Widerruf der Bestellung eines mit ca. 2 Mio. Euro überschuldeten Steuerberaters nach Eröffnung des Insolvenzverfahrens bei
behaupteter Finanzierung des bisherigen Lebensstandards durch die Ehefrau und Tätigkeit als angestellter Geschäftsführer einer
Steuerberatungsgesellschaft
Leitsatz
1. Durch das Inkrafttreten der Insolvenzordnung hat sich nichts an der gesetzlichen Grundentscheidung geänder, dass den Beruf
des Steuerberaters nur ausüben dürfen soll, wer in geordneten Vermögensverhältnissen lebt. Allein die Möglichkeit, die wirtschaftliche
Situation des in Vermögensverfall geratenen Steuerberaters im Rahmen eines Insolvenzverfahrens, insbesondere durch Restschuldbefreiung
(§§ 286 ff. InsO) zu bereinigen, ist für das Vorliegen des Widerrufstatbestands des § 46 Abs. 2 Nr. 4 StBerG unerheblich.
2. Der Widerruf der Bestellung als Steuerberater ist nicht zu beanstanden, wenn nach Abgabe einer eidesstattlichen Versicherung
des Steuerberaters bei einem Vermögen von ca. 4.000 Euro und Verbindlichkeiten von knapp 2 Mio.

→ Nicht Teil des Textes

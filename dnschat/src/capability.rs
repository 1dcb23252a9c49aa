//! Capability Probe (spec.md §4.7): TTL-cached, single-flight discovery of
//! which transports this environment can actually use.
//!
//! Concurrent first-time callers share one in-flight probe rather than each
//! kicking off their own (spec.md §9's thundering-herd note); this mirrors
//! the single-owner channel/actor idiom `shelter::event_handler` uses for
//! its own shared mutable state, generalized here to a shared future behind
//! a `tokio::sync::Mutex`.

use std::sync::Arc;
use std::time::{Duration, Instant};

use tokio::sync::Mutex;

use crate::types::CapabilityRecord;

const CAPABILITY_TTL: Duration = Duration::from_secs(30);

struct CachedProbe {
    record: CapabilityRecord,
}

/// Probes and caches transport capability, refreshing lazily after TTL.
pub struct CapabilityProbe {
    cached: Arc<Mutex<Option<CachedProbe>>>,
}

impl CapabilityProbe {
    pub fn new() -> Self {
        CapabilityProbe {
            cached: Arc::new(Mutex::new(None)),
        }
    }

    /// Return the cached capability record, probing (once, even under
    /// concurrent callers) if absent or past TTL.
    pub async fn capabilities(&self) -> CapabilityRecord {
        let mut guard = self.cached.lock().await;
        if let Some(cached) = guard.as_ref() {
            if cached.record.refreshed_at.elapsed() < CAPABILITY_TTL {
                return cached.record.clone();
            }
        }

        log::debug!("capability cache stale or empty, probing");
        let record = probe().await;
        *guard = Some(CachedProbe {
            record: record.clone(),
        });
        record
    }

    /// Signal an external network-change: drop the cache so the next caller
    /// re-probes (spec.md §4.7).
    pub async fn invalidate(&self) {
        let mut guard = self.cached.lock().await;
        *guard = None;
    }
}

impl Default for CapabilityProbe {
    fn default() -> Self {
        Self::new()
    }
}

async fn probe() -> CapabilityRecord {
    CapabilityRecord {
        available: true,
        platform: std::env::consts::OS.to_string(),
        supports_custom_server: true,
        supports_async_query: true,
        api_level: None,
        refreshed_at: Instant::now(),
    }
}

#[tokio::test]
async fn test_probe_is_cached_within_ttl() {
    let probe = CapabilityProbe::new();
    let first = probe.capabilities().await;
    let second = probe.capabilities().await;
    assert_eq!(first.refreshed_at, second.refreshed_at);
}

#[tokio::test]
async fn test_invalidate_forces_reprobe() {
    let probe = CapabilityProbe::new();
    let first = probe.capabilities().await;
    probe.invalidate().await;
    tokio::time::sleep(Duration::from_millis(5)).await;
    let second = probe.capabilities().await;
    assert!(second.refreshed_at >= first.refreshed_at);
}

#[tokio::test]
async fn test_concurrent_callers_share_one_probe() {
    let probe = Arc::new(CapabilityProbe::new());
    let mut handles = Vec::new();
    for _ in 0..8 {
        let probe = Arc::clone(&probe);
        handles.push(tokio::spawn(async move { probe.capabilities().await }));
    }
    let mut timestamps = std::collections::HashSet::new();
    for handle in handles {
        let record = handle.await.unwrap();
        timestamps.insert(record.refreshed_at);
    }
    assert_eq!(timestamps.len(), 1);
}
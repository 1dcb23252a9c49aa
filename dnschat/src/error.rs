//! Closed error taxonomy for the DNS chat core (spec.md §4.8).
//!
//! Errors are structured per concern, in the struct-per-kind idiom this
//! crate's predecessor used for its own closed taxonomy, not collapsed into
//! a single stringly-typed kind. Each struct carries only the context its
//! recovery path needs.

use std::fmt;

pub type Result<T> = std::result::Result<T, DispatchError>;

/// Errors from `sanitize`/`composeFqdn` (spec.md §4.1).
#[derive(Debug, Clone, PartialEq, Eq)]
pub enum SanitizeError {
    /// Raw input exceeded 120 characters before any sanitization ran.
    InputTooLong { len: usize },
    /// The sanitized result was empty after stripping disallowed bytes.
    LabelEmpty,
    /// The sanitized result exceeded 63 bytes.
    LabelTooLong { len: usize },
    /// A zone label failed validation at `composeFqdn` time.
    InvalidZoneLabel { label: String },
    /// The composed FQDN exceeded 253 bytes encoded.
    FqdnTooLong { len: usize },
}

impl fmt::Display for SanitizeError {
    fn fmt(&self, f: &mut fmt::Formatter<'_>) -> fmt::Result {
        match self {
            SanitizeError::InputTooLong { len } => {
                write!(f, "input too long: {len} chars (max 120)")
            }
            SanitizeError::LabelEmpty => write!(f, "sanitized label is empty"),
            SanitizeError::LabelTooLong { len } => {
                write!(f, "sanitized label too long: {len} bytes (max 63)")
            }
            SanitizeError::InvalidZoneLabel { label } => {
                write!(f, "invalid zone label: {label:?}")
            }
            SanitizeError::FqdnTooLong { len } => {
                write!(f, "composed FQDN too long: {len} bytes (max 253)")
            }
        }
    }
}

impl std::error::Error for SanitizeError {}

/// The reassembly-specific subkinds of `InvalidResponse` (spec.md §4.3, §4.8).
#[derive(Debug, Clone, PartialEq, Eq)]
pub enum InvalidResponseKind {
    Spoofed,
    EmptyResponse,
    InconsistentTotal,
    ConflictingPart { part_number: u32 },
    IncompleteResponse { missing: Vec<u32> },
    BufferOverflow { size: usize },
}

impl fmt::Display for InvalidResponseKind {
    fn fmt(&self, f: &mut fmt::Formatter<'_>) -> fmt::Result {
        match self {
            InvalidResponseKind::Spoofed => write!(f, "spoofed or mismatched response envelope"),
            InvalidResponseKind::EmptyResponse => write!(f, "reassembled response is empty"),
            InvalidResponseKind::InconsistentTotal => {
                write!(f, "numbered segments disagree on total part count")
            }
            InvalidResponseKind::ConflictingPart { part_number } => {
                write!(f, "conflicting content for part {part_number}")
            }
            InvalidResponseKind::IncompleteResponse { missing } => {
                write!(f, "missing parts: {missing:?}")
            }
            InvalidResponseKind::BufferOverflow { size } => {
                write!(f, "response buffer exceeded 65535 bytes ({size} seen)")
            }
        }
    }
}

impl std::error::Error for InvalidResponseKind {}

/// Errors a single transport adapter attempt can fail with (spec.md §4.4).
#[derive(Debug, Clone, PartialEq, Eq)]
pub enum TransportError {
    Timeout,
    NetworkUnavailable { detail: String },
    ServerUnreachable { detail: String },
    InvalidResponse(InvalidResponseKind),
    PermissionDenied { detail: String },
    Cancelled,
}

impl fmt::Display for TransportError {
    fn fmt(&self, f: &mut fmt::Formatter<'_>) -> fmt::Result {
        match self {
            TransportError::Timeout => write!(f, "timeout"),
            TransportError::NetworkUnavailable { detail } => {
                write!(f, "network unavailable: {detail}")
            }
            TransportError::ServerUnreachable { detail } => {
                write!(f, "server unreachable: {detail}")
            }
            TransportError::InvalidResponse(kind) => write!(f, "invalid response: {kind}"),
            TransportError::PermissionDenied { detail } => {
                write!(f, "permission denied: {detail}")
            }
            TransportError::Cancelled => write!(f, "cancelled"),
        }
    }
}

impl std::error::Error for TransportError {}

impl From<std::io::Error> for TransportError {
    fn from(error: std::io::Error) -> Self {
        use std::io::ErrorKind::*;
        match error.kind() {
            PermissionDenied => TransportError::PermissionDenied {
                detail: error.to_string(),
            },
            TimedOut => TransportError::Timeout,
            ConnectionRefused | NotConnected | AddrNotAvailable => {
                TransportError::ServerUnreachable {
                    detail: error.to_string(),
                }
            }
            _ => TransportError::NetworkUnavailable {
                detail: error.to_string(),
            },
        }
    }
}

impl From<reqwest::Error> for TransportError {
    fn from(error: reqwest::Error) -> Self {
        if error.is_timeout() {
            TransportError::Timeout
        } else if error.is_connect() {
            TransportError::ServerUnreachable {
                detail: error.to_string(),
            }
        } else {
            TransportError::NetworkUnavailable {
                detail: error.to_string(),
            }
        }
    }
}

impl From<hickory_resolver::ResolveError> for TransportError {
    fn from(error: hickory_resolver::ResolveError) -> Self {
        let is_timeout = error
            .proto()
            .is_some_and(|proto| proto.to_string().to_lowercase().contains("timed out"));
        if is_timeout {
            TransportError::Timeout
        } else if error.is_nx_domain() || error.is_no_records_found() {
            TransportError::InvalidResponse(InvalidResponseKind::EmptyResponse)
        } else {
            TransportError::NetworkUnavailable {
                detail: error.to_string(),
            }
        }
    }
}

/// Per-transport last error, carried by `AllTransportsFailed` (spec.md §4.8).
#[derive(Debug, Clone)]
pub struct TransportAttemptError {
    pub kind: crate::types::TransportKind,
    pub error: TransportError,
}

/// The dispatcher's closed error set (spec.md §4.5, §4.8).
#[derive(Debug, Clone)]
pub enum DispatchError {
    InputTooLong { len: usize },
    LabelEmpty,
    LabelTooLong { len: usize },
    RateLimited { retry_after: std::time::Duration },
    Backgrounded,
    Cancelled,
    AllTransportsFailed {
        last_errors: Vec<TransportAttemptError>,
    },
    DisallowedServer { server: String },
}

impl fmt::Display for DispatchError {
    fn fmt(&self, f: &mut fmt::Formatter<'_>) -> fmt::Result {
        match self {
            DispatchError::InputTooLong { len } => {
                write!(f, "input too long: {len} chars (max 120)")
            }
            DispatchError::LabelEmpty => write!(f, "sanitized label is empty"),
            DispatchError::LabelTooLong { len } => {
                write!(f, "sanitized label too long: {len} bytes (max 63)")
            }
            DispatchError::RateLimited { retry_after } => {
                write!(f, "rate limited, retry after {retry_after:?}")
            }
            DispatchError::Backgrounded => write!(f, "query initiated while backgrounded"),
            DispatchError::Cancelled => write!(f, "cancelled"),
            DispatchError::AllTransportsFailed { last_errors } => {
                write!(f, "all transports failed: ")?;
                for (i, e) in last_errors.iter().enumerate() {
                    if i > 0 {
                        write!(f, ", ")?;
                    }
                    write!(f, "{}={}", e.kind, e.error)?;
                }
                Ok(())
            }
            DispatchError::DisallowedServer { server } => {
                write!(f, "server not in allow-list: {server}")
            }
        }
    }
}

impl std::error::Error for DispatchError {}

impl From<SanitizeError> for DispatchError {
    fn from(error: SanitizeError) -> Self {
        match error {
            SanitizeError::InputTooLong { len } => DispatchError::InputTooLong { len },
            SanitizeError::LabelEmpty => DispatchError::LabelEmpty,
            SanitizeError::LabelTooLong { len } => DispatchError::LabelTooLong { len },
            SanitizeError::InvalidZoneLabel { label } => {
                DispatchError::DisallowedServer { server: label }
            }
            SanitizeError::FqdnTooLong { len } => DispatchError::LabelTooLong { len },
        }
    }
}
//! DNS Codec (spec.md §4.2): TXT query construction and response parsing,
//! with spoofing mitigations on the way back in.
//!
//! Grounded in RFC 1035 §3.1 (name encoding) and §4.1 (message header), in
//! the wire-integer idiom the corpus uses (`byteorder`, as `bramp-rustdns`
//! and `dandyvica-dnsquery` both do) rather than hand-rolled byte shifting
//! where a crate already does it cleanly.

use byteorder::{BigEndian, ByteOrder};
use rand::rngs::OsRng;
use rand::RngCore;

use crate::error::InvalidResponseKind;
use crate::types::Fqdn;

const QTYPE_TXT: u16 = 0x0010;
const QCLASS_IN: u16 = 0x0001;
const FLAGS_STANDARD_QUERY_RD: u16 = 0x0100;

/// An encoded query: the wire bytes plus the transaction ID and question name
/// the caller must check the response against.
#[derive(Debug, Clone)]
pub struct EncodedQuery {
    pub bytes: Vec<u8>,
    pub transaction_id: u16,
    pub question_name: Vec<u8>,
}

/// Draw a transaction ID from a CSPRNG. Never from a weak PRNG (spec.md §4.2,
/// §9) — `OsRng` is backed by the OS entropy source, not a seeded LCG.
pub fn new_transaction_id() -> u16 {
    OsRng.next_u32() as u16
}

fn encode_name(fqdn: &str) -> Vec<u8> {
    let mut out = Vec::with_capacity(fqdn.len() + 2);
    for label in fqdn.split('.') {
        if label.is_empty() {
            continue;
        }
        out.push(label.len() as u8);
        out.extend_from_slice(label.as_bytes());
    }
    out.push(0);
    out
}

/// Build a 12-byte header + question-section TXT query for `fqdn`.
pub fn build_txt_query(fqdn: &Fqdn) -> EncodedQuery {
    let transaction_id = new_transaction_id();
    build_txt_query_with_id(fqdn, transaction_id)
}

fn build_txt_query_with_id(fqdn: &Fqdn, transaction_id: u16) -> EncodedQuery {
    let question_name = encode_name(fqdn.as_str());

    let mut bytes = Vec::with_capacity(12 + question_name.len() + 4);
    let mut header = [0u8; 12];
    BigEndian::write_u16(&mut header[0..2], transaction_id);
    BigEndian::write_u16(&mut header[2..4], FLAGS_STANDARD_QUERY_RD);
    BigEndian::write_u16(&mut header[4..6], 1); // QDCOUNT
    BigEndian::write_u16(&mut header[6..8], 0); // ANCOUNT
    BigEndian::write_u16(&mut header[8..10], 0); // NSCOUNT
    BigEndian::write_u16(&mut header[10..12], 0); // ARCOUNT
    bytes.extend_from_slice(&header);

    bytes.extend_from_slice(&question_name);
    let mut qtype_qclass = [0u8; 4];
    BigEndian::write_u16(&mut qtype_qclass[0..2], QTYPE_TXT);
    BigEndian::write_u16(&mut qtype_qclass[2..4], QCLASS_IN);
    bytes.extend_from_slice(&qtype_qclass);

    EncodedQuery {
        bytes,
        transaction_id,
        question_name,
    }
}

/// Parse the name starting at `offset`, following compression pointers.
/// Returns the name's wire-case-folded bytes (lowercased labels) and the
/// offset just past the name in the buffer the name itself occupied
/// (compression targets are not counted as "consumed" by the caller).
fn parse_name(buf: &[u8], mut offset: usize) -> Result<(Vec<u8>, usize), InvalidResponseKind> {
    let mut labels: Vec<u8> = Vec::new();
    let start = offset;
    let mut jumped = false;
    let mut end_offset = offset;
    let mut hops = 0;

    loop {
        if hops > 128 {
            return Err(InvalidResponseKind::Spoofed);
        }
        hops += 1;

        let len = *buf.get(offset).ok_or(InvalidResponseKind::Spoofed)? as usize;

        if len == 0 {
            if !jumped {
                end_offset = offset + 1;
            }
            labels.push(0);
            break;
        }

        if len & 0xC0 == 0xC0 {
            let b2 = *buf.get(offset + 1).ok_or(InvalidResponseKind::Spoofed)? as usize;
            let pointer = ((len & 0x3F) << 8) | b2;
            if !jumped {
                end_offset = offset + 2;
            }
            jumped = true;
            offset = pointer;
            if offset >= start {
                return Err(InvalidResponseKind::Spoofed);
            }
            continue;
        }

        let label_start = offset + 1;
        let label_end = label_start + len;
        let label = buf
            .get(label_start..label_end)
            .ok_or(InvalidResponseKind::Spoofed)?;
        labels.push(len as u8);
        labels.extend(label.iter().map(|b| b.to_ascii_lowercase()));
        offset = label_end;
    }

    Ok((labels, end_offset))
}

/// Validate the response envelope against the query it answers (spec.md
/// §4.2): size floor, transaction ID, QR bit, QDCOUNT and echoed question
/// name/type/class. Returns the answer section's starting offset on success.
pub fn validate_envelope(
    response: &[u8],
    query: &EncodedQuery,
) -> Result<usize, InvalidResponseKind> {
    if response.len() < 12 {
        return Err(InvalidResponseKind::Spoofed);
    }

    let resp_id = BigEndian::read_u16(&response[0..2]);
    if resp_id != query.transaction_id {
        return Err(InvalidResponseKind::Spoofed);
    }

    let flags = BigEndian::read_u16(&response[2..4]);
    let qr = (flags >> 15) & 0x1;
    if qr != 1 {
        return Err(InvalidResponseKind::Spoofed);
    }

    let qdcount = BigEndian::read_u16(&response[4..6]);
    if qdcount != 1 {
        return Err(InvalidResponseKind::Spoofed);
    }
    let ancount = BigEndian::read_u16(&response[6..8]) as usize;

    let (echoed_name, mut offset) = parse_name(response, 12)?;
    let mut expected_name = query.question_name.clone();
    for b in expected_name.iter_mut() {
        *b = b.to_ascii_lowercase();
    }
    if echoed_name != expected_name {
        return Err(InvalidResponseKind::Spoofed);
    }

    let qtype = BigEndian::read_u16(
        response
            .get(offset..offset + 2)
            .ok_or(InvalidResponseKind::Spoofed)?,
    );
    offset += 2;
    let qclass = BigEndian::read_u16(
        response
            .get(offset..offset + 2)
            .ok_or(InvalidResponseKind::Spoofed)?,
    );
    offset += 2;
    if qtype != QTYPE_TXT || qclass != QCLASS_IN {
        return Err(InvalidResponseKind::Spoofed);
    }

    if ancount == 0 {
        return Err(InvalidResponseKind::EmptyResponse);
    }

    Ok(offset)
}

/// Walk the answer RRs starting at `offset`, extracting every TXT
/// character-string as a separate segment, preserving order (spec.md §4.2).
pub fn extract_txt_segments(
    response: &[u8],
    answer_offset: usize,
) -> Result<Vec<String>, InvalidResponseKind> {
    let ancount = BigEndian::read_u16(
        response
            .get(6..8)
            .ok_or(InvalidResponseKind::Spoofed)?,
    ) as usize;

    let mut offset = answer_offset;
    let mut segments = Vec::new();

    for _ in 0..ancount {
        let (_name, next) = parse_name(response, offset)?;
        offset = next;

        let rr_type = BigEndian::read_u16(
            response
                .get(offset..offset + 2)
                .ok_or(InvalidResponseKind::Spoofed)?,
        );
        offset += 2;
        let _rr_class = BigEndian::read_u16(
            response
                .get(offset..offset + 2)
                .ok_or(InvalidResponseKind::Spoofed)?,
        );
        offset += 2;
        let _ttl = BigEndian::read_u32(
            response
                .get(offset..offset + 4)
                .ok_or(InvalidResponseKind::Spoofed)?,
        );
        offset += 4;
        let rdlength = BigEndian::read_u16(
            response
                .get(offset..offset + 2)
                .ok_or(InvalidResponseKind::Spoofed)?,
        ) as usize;
        offset += 2;

        let rdata = response
            .get(offset..offset + rdlength)
            .ok_or(InvalidResponseKind::Spoofed)?;
        offset += rdlength;

        if rr_type != QTYPE_TXT {
            continue;
        }

        let mut i = 0;
        while i < rdata.len() {
            let len = rdata[i] as usize;
            i += 1;
            let chars = rdata
                .get(i..i + len)
                .ok_or(InvalidResponseKind::Spoofed)?;
            segments.push(String::from_utf8_lossy(chars).into_owned());
            i += len;
        }
    }

    Ok(segments)
}

#[test]
fn test_build_txt_query_header_shape() {
    let fqdn = Fqdn("hello-swift-dns.ch.at".to_string());
    let query = build_txt_query(&fqdn);
    assert_eq!(query.bytes.len(), 12 + query.question_name.len() + 4);
    assert_eq!(BigEndian::read_u16(&query.bytes[2..4]), 0x0100);
    assert_eq!(BigEndian::read_u16(&query.bytes[4..6]), 1);
    assert_eq!(BigEndian::read_u16(&query.bytes[6..8]), 0);
}

#[test]
fn test_round_trip_name_encoding() {
    let fqdn = Fqdn("hello-swift-dns.ch.at".to_string());
    let query = build_txt_query(&fqdn);
    let (decoded, _end) = parse_name(&query.bytes, 12).unwrap();
    assert_eq!(decoded, query.question_name);
}

#[test]
fn test_transaction_id_distribution_is_not_constant() {
    let ids: std::collections::HashSet<u16> = (0..256).map(|_| new_transaction_id()).collect();
    assert!(ids.len() > 200, "transaction IDs collapsed: {}", ids.len());
}

#[cfg(test)]
fn build_response(query: &EncodedQuery, segments: &[&str]) -> Vec<u8> {
    let mut buf = Vec::new();
    let mut header = [0u8; 12];
    BigEndian::write_u16(&mut header[0..2], query.transaction_id);
    BigEndian::write_u16(&mut header[2..4], 0x8180); // QR=1, RD+RA
    BigEndian::write_u16(&mut header[4..6], 1);
    BigEndian::write_u16(&mut header[6..8], 1);
    buf.extend_from_slice(&header);
    buf.extend_from_slice(&query.question_name);
    let mut qtype_qclass = [0u8; 4];
    BigEndian::write_u16(&mut qtype_qclass[0..2], QTYPE_TXT);
    BigEndian::write_u16(&mut qtype_qclass[2..4], QCLASS_IN);
    buf.extend_from_slice(&qtype_qclass);

    buf.extend_from_slice(&query.question_name);
    buf.extend_from_slice(&qtype_qclass);
    buf.extend_from_slice(&[0, 0, 0, 60]); // TTL

    let mut rdata = Vec::new();
    for s in segments {
        rdata.push(s.len() as u8);
        rdata.extend_from_slice(s.as_bytes());
    }
    let mut rdlength = [0u8; 2];
    BigEndian::write_u16(&mut rdlength, rdata.len() as u16);
    buf.extend_from_slice(&rdlength);
    buf.extend_from_slice(&rdata);

    buf
}

#[test]
fn test_validate_and_extract_happy_path() {
    let fqdn = Fqdn("hello-swift-dns.ch.at".to_string());
    let query = build_txt_query(&fqdn);
    let response = build_response(&query, &["1/2:Hello ", "2/2:World!"]);

    let offset = validate_envelope(&response, &query).unwrap();
    let segments = extract_txt_segments(&response, offset).unwrap();
    assert_eq!(segments, vec!["1/2:Hello ", "2/2:World!"]);
}

#[test]
fn test_validate_rejects_mismatched_transaction_id() {
    let fqdn = Fqdn("hello-swift-dns.ch.at".to_string());
    let query = build_txt_query(&fqdn);
    let mut response = build_response(&query, &["ok"]);
    response[0] ^= 0xFF;

    assert_eq!(
        validate_envelope(&response, &query),
        Err(InvalidResponseKind::Spoofed)
    );
}

#[test]
fn test_validate_rejects_undersized_response() {
    let fqdn = Fqdn("hello-swift-dns.ch.at".to_string());
    let query = build_txt_query(&fqdn);
    let short = vec![0u8; 4];
    assert_eq!(
        validate_envelope(&short, &query),
        Err(InvalidResponseKind::Spoofed)
    );
}

#[test]
fn test_validate_rejects_qr_not_set() {
    let fqdn = Fqdn("hello-swift-dns.ch.at".to_string());
    let query = build_txt_query(&fqdn);
    let mut response = build_response(&query, &["ok"]);
    // Clear QR bit (top bit of byte 2).
    response[2] &= 0x7F;
    assert_eq!(
        validate_envelope(&response, &query),
        Err(InvalidResponseKind::Spoofed)
    );
}
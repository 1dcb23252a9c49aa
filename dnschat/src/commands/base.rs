//! CLI argument definitions and dispatch for the `dnschat` demo binary.
//!
//! Keeps parsing and dispatch minimal; the real work happens in
//! `dnschat::ChatDnsClient`. Each subcommand consumes `self` and delegates,
//! mirroring the ownership-based dispatch this crate's predecessor used for
//! its own CLI.

use clap::{Parser, Subcommand};
use dnschat::{CancellationToken, ChatDnsClient, Config, Request};

/// Top-level CLI structure parsed from program arguments.
#[derive(Parser)]
#[command(version, about = "Send chat text as DNS TXT queries")]
pub struct Cli {
    #[command(subcommand)]
    pub operation: Operation,

    /// Zone to compose queries against.
    #[arg(long, global = true)]
    pub zone: Option<String>,

    /// DNS server to query; must be on the configured allow-list.
    #[arg(long, global = true)]
    pub server: Option<String>,
}

/// Supported subcommands.
#[derive(Debug, Subcommand)]
pub enum Operation {
    /// Sanitize text into a DNS label without sending any query.
    Sanitize { text: String },
    /// Send `text` as a chat message over DNS and print the reassembled reply.
    Ask { text: String },
    /// Probe and print this environment's transport capabilities.
    Capabilities,
}

impl Cli {
    /// Build the configured client and dispatch to the selected operation.
    pub async fn run(self) -> Result<(), Box<dyn std::error::Error>> {
        let mut config = Config::default();
        if let Some(zone) = self.zone {
            config.zone = zone;
        }
        if let Some(server) = self.server {
            config.server = server;
        }
        let client = ChatDnsClient::new(config);

        match self.operation {
            Operation::Sanitize { text } => {
                let label = client.sanitize(&text)?;
                println!("{label}");
            }
            Operation::Ask { text } => {
                let token = CancellationToken::new();
                let result = client.execute(Request::new(text), &token).await?;
                println!("{}", result.reassembled);
            }
            Operation::Capabilities => {
                let record = client.capabilities().await;
                println!(
                    "available={} platform={} supports_custom_server={} supports_async_query={} api_level={:?}",
                    record.available,
                    record.platform,
                    record.supports_custom_server,
                    record.supports_async_query,
                    record.api_level,
                );
            }
        }

        Ok(())
    }
}
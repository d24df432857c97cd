//! App-level context: launch settings resolved in `main`.
//!
//! Theme, storage and toasts are provided by `megilance_ui::ClientProvider`;
//! this module only carries what the shell itself needs.
//!
//! ```ignore
//! let config = use_client_config();
//! let name = config.user_name.clone();
//! ```

use std::path::PathBuf;
use std::sync::Arc;

use dioxus::prelude::*;
use megilance_core::storage::{MemoryStorage, SharedStorage};
use megilance_core::ClientConfig;

/// Data directory, merged config and opened storage.
#[derive(Clone)]
pub struct LaunchContext {
    pub data_dir: PathBuf,
    pub config: ClientConfig,
    pub storage: SharedStorage,
}

impl LaunchContext {
    /// Defaults backed by memory, used when `main` has not set one.
    pub fn ephemeral() -> Self {
        Self {
            data_dir: std::env::temp_dir().join("megilance"),
            config: ClientConfig::default(),
            storage: Arc::new(MemoryStorage::new()),
        }
    }
}

/// Hook to access the merged client configuration.
pub fn use_client_config() -> ClientConfig {
    use_context::<ClientConfig>()
}

/// Where exports are written (`<data_dir>/exports`).
pub fn use_export_dir() -> PathBuf {
    use_context::<ExportDir>().0
}

#[derive(Clone)]
pub struct ExportDir(pub PathBuf);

Euro das Insolvenzverfahren
über das Vermögen des Steuerberaters eröffnet worden ist und weder die Vermutung des Vermögensverfalls noch die Gefährdung
von Mandanteninteressen substantiiert wiederlegt worden ist. Der Vortrag, dass ein in Vermögensverfall geratener Steuerberater
wegen des Risikos des Widerrufs keine kriminellen Handlungen begehen würde, und die nicht näher belegte Behauptung, mit dem
Einkommen der Ehefrau ohne Probleme den bisherigen Lebensstandard aufrecht erhalten zu können, stellen keine konkreten Argumente
in diesem Sinne dar.
3. Soweit der ehemalige Steuerberater sich darauf beruft, dass er nunmehr als angestellter Steuerberater einer Steuerberatungsgesellschaft
nach seinem Arbeitsvertrag keinen direkten Kontakt mit Mandanten haben dürfe, ihm auch eine anderweitige Steuerberatungstätigkeit
im Rahmen des Arbeitsvertrags untersagt sei und dass er seinen bisherigen Mandantenstamm verpachten wolle, kann das die Vermutung
des § 46 Abs. 2 Nr. 4 StBerG insbesondere dann nicht widerlegen, wenn der Steuerberater Geschäftsführer der Steuerberatungsgesellschaft
bleiben will, nach dem Anstellungsvertrag Nebentätigkeiten zulässig sind, die vertraglichen Verbote der Kontaktaufnahme mit
Mandanten sowie einer anderweitigen Steuerberatungstätigkeit nicht effektiv kontrolliert werden können und trotz der beabsichtigten
Verpachtung des bisherigen Mandantenstamms eine weitere Beauftragung durch die bisherigen Mandanten nicht ausgeschlossen ist.
4. Die Regelung des § 46 Abs. 2 Nr. 4 StBerG steht mit der nach Art. 12 Abs. 1 GG garantierten Berufsfreiheit in Einklang
und ist auch mit dem Grundsatz der Verhältnismäßigkeit vereinbar.